I hope you can make some sense out of that!
steph
AnswerHi Steph,
My teacher, Dr DeMartino, always referred to the self as the ‘ever-regressing self’ and described it as “seeing your shadow and then stepping back to see who is casting the shadow and yet ever moving away from it”. This is the self, it is this nebulous floating aggregate of features we call “I”

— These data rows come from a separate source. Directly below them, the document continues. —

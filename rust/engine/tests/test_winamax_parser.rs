use std::path::{Path, PathBuf};

use handscope_engine::action::{ActionType, Street};
use handscope_engine::cards::Card;
use handscope_engine::cursor::LineCursor;
use handscope_engine::errors::ParseError;
use handscope_engine::game::{Limit, ParsedGame, Variant};
use handscope_engine::hand::GameType;
use handscope_engine::parser::winamax::parse_file_stem;
use handscope_engine::parser::{HistoryFormat, Winamax};
use handscope_engine::player_cache::PlayerCache;
use handscope_engine::seat::Seat;

const TOURNAMENT_FILE: &str =
    "20141116_Double or Nothing(100679030)_real_holdem_no-limit.txt";

fn fixture(name: &str) -> PathBuf {
    Path::new(env!("CARGO_MANIFEST_DIR"))
        .join("tests")
        .join("fixtures")
        .join(name)
}

fn card(s: &str) -> Option<Card> {
    Some(s.parse().unwrap())
}

#[test]
fn two_seat_hand_synthesizes_winner_action() {
    let text = "Winamax Poker - CashGame - HandId: #123-1-1 - 2014/10/31 00:45:01 UTC\n\
                Table: 'Nice 04' 5-max (real money) Seat #1 is the button\n\
                Seat 1: alice (2€)\n\
                Seat 2: bob (2€)\n\
                alice folds\n\
                bob wins 10\n";
    let cache = PlayerCache::new("Winamax");
    let mut cursor = LineCursor::from_text("scenario.txt", text);
    let hand = Winamax.build_hand(&mut cursor, &cache).unwrap();

    let actions: Vec<_> = hand
        .actions()
        .iter()
        .map(|a| (a.player_name(), a.action_type(), a.street(), a.bet_amount()))
        .collect();
    assert_eq!(
        actions,
        vec![
            ("alice", ActionType::Fold, Street::Preflop, 0.0),
            ("bob", ActionType::None, Street::Preflop, 0.0),
        ]
    );
    assert_eq!(hand.winners().collect::<Vec<_>>(), vec!["bob"]);
    assert_eq!(hand.id(), "123-1-1");
    assert_eq!(hand.start_time().to_rfc3339(), "2014-10-31T00:45:01+00:00");
}

#[test]
fn file_stem_encodes_tournament_metadata() {
    let info = parse_file_stem("20141116_Double or Nothing(100679030)_real_holdem_no-limit").unwrap();
    assert!(info.is_real_money);
    assert_eq!(info.game_name, "Double or Nothing(100679030)");
    assert_eq!(info.variant, Variant::Holdem);
    assert_eq!(info.limit, Limit::NoLimit);
}

#[test]
fn tournament_file_builds_one_game() {
    let cache = PlayerCache::new("Winamax");
    let game = Winamax
        .parse_file(&fixture(TOURNAMENT_FILE), &cache)
        .unwrap()
        .expect("a game");

    let ParsedGame::Tournament(ref tournament) = game else {
        panic!("expected a tournament");
    };
    assert_eq!(tournament.id(), "100679030");
    assert_eq!(tournament.name(), "Double or Nothing(100679030)");
    assert!((tournament.buy_in() - 0.5).abs() < 1e-9);
    assert!(tournament.is_real_money());
    assert_eq!(tournament.max_seats(), 6);
    assert_eq!(tournament.variant(), Variant::Holdem);
    assert_eq!(tournament.hand_count(), 2);

    let first = &tournament.hands()[0];
    assert_eq!(first.game_type(), GameType::Tournament);
    assert_eq!(first.button_seat(), Seat::One);
    assert_eq!(first.level(), 1);
    assert_eq!(first.table_name(), "Double or Nothing(100679030)#0");
    assert_eq!(first.hero_cards()[..2], [card("Ah"), card("Kd")]);
    assert_eq!(
        first.board_cards(),
        &[card("2c"), card("7h"), card("Jd"), card("Qs"), card("3h")]
    );
    let kinds: Vec<_> = first.actions().iter().map(|a| a.action_type()).collect();
    assert_eq!(
        kinds,
        vec![
            ActionType::Raise,
            ActionType::Fold,
            ActionType::Call,
            ActionType::Check,
            ActionType::Bet,
            ActionType::Raise,
            ActionType::Call,
        ]
    );
    let all_in = &first.actions()[5];
    assert_eq!((all_in.player_name(), all_in.street(), all_in.bet_amount()), ("Hero", Street::Flop, 240.0));
    assert_eq!(first.winners().collect::<Vec<_>>(), vec!["alice"]);

    let second = &tournament.hands()[1];
    assert_eq!(second.level(), 2);
    let shove = &second.actions()[1];
    assert_eq!((shove.action_type(), shove.bet_amount()), (ActionType::Raise, 890.0));

    assert_eq!(cache.len(), 3);
    assert!(cache.is_hero("Hero"));
    assert!(!cache.is_hero("alice"));
}

#[test]
fn action_indexes_follow_file_order() {
    let cache = PlayerCache::new("Winamax");
    let game = Winamax
        .parse_file(&fixture(TOURNAMENT_FILE), &cache)
        .unwrap()
        .unwrap();
    for hand in game.hands() {
        let indexes: Vec<_> = hand.actions().iter().map(|a| a.index()).collect();
        assert_eq!(indexes, (0..hand.actions().len()).collect::<Vec<_>>());
        for winner in hand.winners() {
            assert!(hand.actions().iter().any(|a| a.player_name() == winner));
        }
    }
}

#[test]
fn missing_table_line_is_structural_error() {
    let text = "Winamax Poker - CashGame - HandId: #123-1-1 - Holdem no limit (1/2) - 2014/10/31 00:45:01 UTC\n\
                Seat 1: alice (2€)\n";
    let cache = PlayerCache::new("Winamax");
    let mut cursor = LineCursor::from_text("broken.txt", text);
    let err = Winamax.parse_game(&mut cursor, &cache, "").unwrap_err();
    match err {
        ParseError::MissingAnchor { file, anchor, .. } => {
            assert_eq!(file, "broken.txt");
            assert_eq!(anchor, "Table: ");
        }
        other => panic!("unexpected error: {other}"),
    }
}

#[test]
fn empty_input_produces_no_game() {
    let cache = PlayerCache::new("Winamax");
    let mut cursor = LineCursor::from_text("empty.txt", "");
    assert!(Winamax.parse_game(&mut cursor, &cache, "").unwrap().is_none());
}

#[test]
fn rejected_stem_is_not_read() {
    let dir = tempfile::tempdir().unwrap();
    let path = dir.path().join("20141116_Nice 04_real_holdem_no-limit(1).txt");
    std::fs::write(&path, "garbage").unwrap();
    let cache = PlayerCache::new("Winamax");
    assert!(Winamax.parse_file(&path, &cache).unwrap().is_none());
}

#[test]
fn file_name_overrides_hand_variant() {
    let text = "Winamax Poker - CashGame - HandId: #9-1-1 - Omaha pot limit (1/2) - 2014/10/31 00:45:01 UTC\n\
                Table: 'Nice 04' 5-max (play money) Seat #1 is the button\n\
                Seat 1: alice (200)\n\
                Seat 2: bob (200)\n\
                alice folds\n\
                bob collected 3 from pot\n";
    let cache = PlayerCache::new("Winamax");
    let mut cursor = LineCursor::from_text("f.txt", text);
    let game = Winamax
        .parse_game(&mut cursor, &cache, "20141031_Nice 04_real_holdem_no-limit")
        .unwrap()
        .unwrap();
    assert_eq!(game.variant(), Variant::Holdem);
    assert_eq!(game.limit(), Limit::NoLimit);
    assert!(game.is_real_money());
    assert_eq!(game.id(), "20141031_Nice 04_real_holdem_no-limit");
    let ParsedGame::Cash(cash) = game else {
        panic!("expected a cash game");
    };
    assert_eq!((cash.small_blind(), cash.big_blind()), (1.0, 2.0));
}

#[test]
fn history_dir_shapes() {
    let root = tempfile::tempdir().unwrap();
    assert!(Winamax.history_dir(root.path()).is_none());
    let history = root.path().join("history");
    std::fs::create_dir(&history).unwrap();
    assert_eq!(Winamax.history_dir(root.path()), Some(history.clone()));
    assert_eq!(Winamax.history_dir(&history), Some(history));
}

so getting a handle on who you are is impossible. You can get an idea of what you like and dislike but who is at the core of the like and dislike? We try to anchor ourselves to ‘core values’ to define who we are and stick to them no matter what. There is a line in American politics that goes like this: a Republican is a Democrat who just got robbed and a Democrat is a Republican who’s son just got arrested”. As soon as the supposed ‘core value’ is not what we want we change it. This idea of hanging on to our idea of who we are also creates our fears. We fear change, that which we do not understand and death because all of them threaten this idea of who we think we are. We constantly hold and protect this idea of who we think we are whether it be the extreme of religious or political views or just our desires.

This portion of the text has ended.